Cuando un bebé nace con pene, lo que nos indica su sexo, entendemos que es un niño, que más tarde se convertirá en un hombre, y que debemos por tanto prepararlo para ello. El mundo adulto entonces se comienza a relacionar con ese bebé asumiendo una serie de expectativas de su comportamiento, en tanto características y cualidades “propias de los niños” desde el sentir hasta el actuar. Esperamos, entonces, que este niño se identifique como niño y asuma un comportamiento acorde al género masculino, y esperamos igualmente que se exprese socialmente de acuerdo a las características culturales que hemos atribuido a los niños y a los hombres, en tanto maneras de vestir y de expresar socialmente su género. Finalmente esperamos que, en su despertar sexual, se sienta atraído afectivamente por las niñas y más tarde por las mujeres.
El mundo adulto, que tiene un poder absoluto sobre los niños y las niñas mientras más pequeñes sean, va definiendo pautas de comportamiento que se orientan desde esta normativa hegemónica de género, y ¿qué ocurre cuando un niño o una niña se escapa de esta norma?, ¿qué le ocurren a los padres y madres cuando un hijo o una hija comienza a comportarse de manera distinta a lo esperado para su género?, ¿qué sentimos cuando nuestro hijo tiene comportamientos femeninos o nuestra hija tiene gustos masculinos?, ¿qué nos pasa cuando incluso su manera de vestir o querer cortarse el pelo, escapa a la norma?. El primer sentimiento es de preocupación, o de miedo, miedo de que sean distintos, diferentes a lo socialmente establecido, y ese miedo se manifiesta en actitudes y acciones que habitualmente van coartando el ser y el hacer de estas personas que estamos llamadas a cuidar.

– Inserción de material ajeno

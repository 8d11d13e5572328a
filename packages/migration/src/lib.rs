pub use sea_orm_migration::prelude::*;
use sea_orm_migration::sea_orm::Statement;
pub use sea_orm_migration::sea_orm::{ConnectionTrait, DatabaseConnection};

mod m20250101_000001_create_tasks; // keep filename + module name in sync

pub struct Migrator;

#[async_trait::async_trait]
impl MigratorTrait for Migrator {
    fn migrations() -> Vec<Box<dyn MigrationTrait>> {
        vec![Box::new(m20250101_000001_create_tasks::Migration)]
    }
}

#[derive(Debug, Clone, Copy, PartialEq, Eq)]
pub enum MigrationCommand {
    Up,
    Down,
    Fresh,
    Reset,
    Refresh,
    Status,
}

impl std::str::FromStr for MigrationCommand {
    type Err = String;

    fn from_str(s: &str) -> Result<Self, Self::Err> {
        match s.to_ascii_lowercase().as_str() {
            "up" => Ok(Self::Up),
            "down" => Ok(Self::Down),
            "fresh" => Ok(Self::Fresh),
            "reset" => Ok(Self::Reset),
            "refresh" => Ok(Self::Refresh),
            "status" => Ok(Self::Status),
            other => Err(format!(
                "Unknown command: {other}. Use: up | down | fresh | reset | refresh | status"
            )),
        }
    }
}

/// Runs a migration command against an already-open connection.
/// Used by the design-time CLI and by tests.
pub async fn migrate(db: &DatabaseConnection, command: MigrationCommand) -> Result<(), DbErr> {
    let db_info_before = get_db_diagnostics(db).await?;

    tracing::info!("▶ cmd={command:?}  backend={}", db_info_before.backend);
    tracing::info!("▶ connected to DB: {}", db_info_before.name);
    tracing::info!(
        "▶ BEFORE: runner has {} migration(s) defined, {} applied",
        db_info_before.defined_migrations_count,
        db_info_before.mig_count
    );

    let result = match command {
        MigrationCommand::Up => Migrator::up(db, None).await,
        MigrationCommand::Down => Migrator::down(db, None).await,
        MigrationCommand::Fresh => Migrator::fresh(db).await,
        MigrationCommand::Reset => Migrator::reset(db).await,
        MigrationCommand::Refresh => Migrator::refresh(db).await,
        MigrationCommand::Status => Migrator::status(db).await,
    };

    match result {
        Ok(()) => {
            // Status never changes state, so skip the second snapshot
            if !matches!(command, MigrationCommand::Status) {
                let db_info_after = get_db_diagnostics(db).await?;
                tracing::info!(
                    "▶ AFTER: runner has {} migration(s) defined, {} applied",
                    db_info_after.defined_migrations_count,
                    db_info_after.mig_count
                );
            }
            tracing::info!("✅ {command:?} OK for {}", db_info_before.name);
            Ok(())
        }
        Err(e) => {
            tracing::error!("❌ {command:?} failed for {}: {e}", db_info_before.name);
            Err(e)
        }
    }
}

#[derive(Debug)]
struct DbDiagnostics {
    backend: String,
    name: String,
    mig_count: usize,
    defined_migrations_count: usize,
}

async fn get_db_diagnostics(db: &DatabaseConnection) -> Result<DbDiagnostics, DbErr> {
    let backend = format!("{:?}", db.get_database_backend());

    let name = match db.get_database_backend() {
        sea_orm_migration::sea_orm::DatabaseBackend::Postgres => {
            let stmt = Statement::from_string(
                db.get_database_backend(),
                String::from("select current_database() as name"),
            );
            if let Some(row) = db.query_one(stmt).await? {
                row.try_get("", "name")?
            } else {
                "<unknown>".to_string()
            }
        }
        sea_orm_migration::sea_orm::DatabaseBackend::Sqlite => {
            let stmt = Statement::from_string(
                db.get_database_backend(),
                String::from("SELECT file FROM pragma_database_list WHERE name = 'main'"),
            );
            match db.query_one(stmt).await? {
                Some(row) => match row.try_get::<String>("", "file") {
                    Ok(file) if file.is_empty() => ":memory:".to_string(),
                    Ok(file) => file,
                    Err(_) => "<unknown>".to_string(),
                },
                None => "<unknown>".to_string(),
            }
        }
        _ => "<unsupported>".to_string(),
    };

    let applied_migrations_count = count_applied_migrations(db).await.unwrap_or(0);
    let defined_migrations_count = Migrator::migrations().len();

    Ok(DbDiagnostics {
        backend,
        name,
        mig_count: applied_migrations_count,
        defined_migrations_count,
    })
}

/// Count the number of migrations that have been applied to the database.
/// Returns 0 if the migration table doesn't exist yet.
pub async fn count_applied_migrations(db: &DatabaseConnection) -> Result<usize, DbErr> {
    match Migrator::get_applied_migrations(db).await {
        Ok(migrations) => Ok(migrations.len()),
        Err(DbErr::Exec(_)) => Ok(0), // Migration table doesn't exist yet
        Err(e) => Err(e),
    }
}

/// Get the version string of the latest applied migration.
/// Returns None if no migrations have been applied or the migration table doesn't exist.
pub async fn get_latest_migration_version(
    db: &DatabaseConnection,
) -> Result<Option<String>, DbErr> {
    match Migrator::get_applied_migrations(db).await {
        Ok(migrations) => Ok(migrations.last().map(|m| m.name().to_string())),
        Err(DbErr::Exec(_)) => Ok(None),
        Err(e) => Err(e),
    }
}

#[cfg(test)]
mod tests {
    use sea_orm_migration::sea_orm::{ConnectOptions, Database};

    use super::*;

    async fn memory_db() -> DatabaseConnection {
        let mut opt = ConnectOptions::new("sqlite::memory:");
        opt.max_connections(1).min_connections(1);
        Database::connect(opt).await.expect("open in-memory sqlite")
    }

    #[test]
    fn parses_commands_case_insensitively() {
        assert_eq!("UP".parse::<MigrationCommand>(), Ok(MigrationCommand::Up));
        assert_eq!(
            "status".parse::<MigrationCommand>(),
            Ok(MigrationCommand::Status)
        );
        assert!("sideways".parse::<MigrationCommand>().is_err());
    }

    #[tokio::test]
    async fn up_then_reset_tracks_applied_count() {
        let db = memory_db().await;
        assert_eq!(count_applied_migrations(&db).await.unwrap(), 0);
        assert_eq!(get_latest_migration_version(&db).await.unwrap(), None);

        migrate(&db, MigrationCommand::Up).await.unwrap();
        assert_eq!(
            count_applied_migrations(&db).await.unwrap(),
            Migrator::migrations().len()
        );
        assert_eq!(
            get_latest_migration_version(&db).await.unwrap().as_deref(),
            Some("m20250101_000001_create_tasks")
        );

        // second up is a no-op
        migrate(&db, MigrationCommand::Up).await.unwrap();

        migrate(&db, MigrationCommand::Reset).await.unwrap();
        assert_eq!(count_applied_migrations(&db).await.unwrap(), 0);
    }
}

El amor, el poder y la violencia tienen una relación muy cercana. Criar y educar en nuestra sociedad ha estado fuertemente ligado a la búsqueda de la obediencia. Así, adultos y adultas que, amando mucho a sus hijos e hijas, sienten que deben poner límites a estas prácticas y manifestaciones del género que escapan de la normativa hegemónica. Existen distintas razones o distintos miedos que argumentan estas acciones. Algunos adultos y adultas directamente creen que la identidad de género, así como su manifestación performática y la orientación sexual de una persona, es algo “natural” que solo puede ir en una dirección, mientras que a otras personas adultas las moviliza más el miedo a que sus hijos e hijas sufran discriminación y violencia por parte de sus pares u otras personas adultas. En cualquier caso, lo cierto es que cada vez que restringimos o coartamos a los niños y niñas en búsqueda de experiencias que escapan de la normativa de género, les estamos violentando. Abusando del poder que tenemos, les imponemos la norma, puede ser de manera sutil, cuestionando sus decisiones hasta llegar incluso a la violencia física. En cualquier caso, no estamos reconociendo a nuestros hijos e hijas como personas, sujetos diferenciados del mundo adulto y con derechos propios (Larraín y Guajardo, 2021), con una experiencia de vida distinta a la nuestra. Ser niño, niña o niñe hoy es absolutamente distinto a lo que fue vivir la niñez hace dos décadas o más. Por ello tenemos mucho que aprender de los niños y niñas de hoy, y eso solo será posible si comenzamos a escucharles genuinamente.
Referencias
Rita Segato (2020), Las Estructuras elementales de la violencia, LOM Ediciones.
Soledad Larraín y Gabriel Guajardo (Editores) (2021), Niñez y Género. CIDENI, FLACSO.